Action item: Below are records; copy every line in them that holds the word "StoredValue".

Data shown:
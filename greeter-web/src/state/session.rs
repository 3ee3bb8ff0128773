//! Session state management
//!
//! The orchestrator lives for the whole page session in a local-only
//! `StoredValue`; the reactive `SessionState` signal mirrors it for rendering.

use std::rc::Rc;

use leptos::prelude::*;
use leptos::task::spawn_local;
use lib_connect::config::app_config;
use lib_connect::{ConnectorConfig, DisplayIdentity, Orchestrator, SessionState};

use crate::services::wallet::{alert, InjectedConnector};
use crate::utils::format::alert_text;

pub type BrowserOrchestrator = Orchestrator<InjectedConnector>;

/// Global session context
#[derive(Clone, Copy)]
pub struct SessionContext {
    pub session: RwSignal<SessionState>,
    pub connecting: RwSignal<bool>,
    orchestrator: StoredValue<Rc<BrowserOrchestrator>, LocalStorage>,
}

impl SessionContext {
    pub fn new(config: ConnectorConfig) -> Self {
        let orchestrator = Orchestrator::new(InjectedConnector, config);
        Self {
            session: RwSignal::new(orchestrator.state()),
            connecting: RwSignal::new(false),
            orchestrator: StoredValue::new_local(Rc::new(orchestrator)),
        }
    }

    pub fn is_connected(&self) -> bool {
        self.session.with(|state| state.connected)
    }

    pub fn identity(&self) -> DisplayIdentity {
        self.session.with(|state| state.identity.clone())
    }

    pub fn is_connecting(&self) -> bool {
        self.connecting.get()
    }

    /// Kick off `Orchestrator::initialize` on the UI task queue.
    ///
    /// A wrong-network failure raises one alert; every other failure only logs.
    pub fn initialize(&self) {
        let Some(orchestrator) = self.orchestrator.try_get_value() else {
            log::warn!("Session orchestrator already disposed");
            return;
        };
        let session = self.session;
        let connecting = self.connecting;

        connecting.set(true);
        spawn_local(async move {
            let outcome = orchestrator.initialize().await;

            if let Some(text) = outcome.user_facing_error().and_then(alert_text) {
                alert(&text);
            }

            connecting.set(orchestrator.is_in_flight());
            // Unchanged state must not notify, or the page effect would retry forever.
            let state = orchestrator.state();
            if session.with_untracked(|current| *current != state) {
                session.set(state);
            }
        });
    }
}

pub fn provide_session_context() -> SessionContext {
    let context = SessionContext::new(ConnectorConfig::from(app_config()));
    provide_context(context);
    context
}

pub fn use_session_context() -> SessionContext {
    expect_context::<SessionContext>()
}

Answer area:
//! `StoredValue`; the reactive `SessionState` signal mirrors it for rendering.
    orchestrator: StoredValue<Rc<BrowserOrchestrator>, LocalStorage>,
            orchestrator: StoredValue::new_local(Rc::new(orchestrator)),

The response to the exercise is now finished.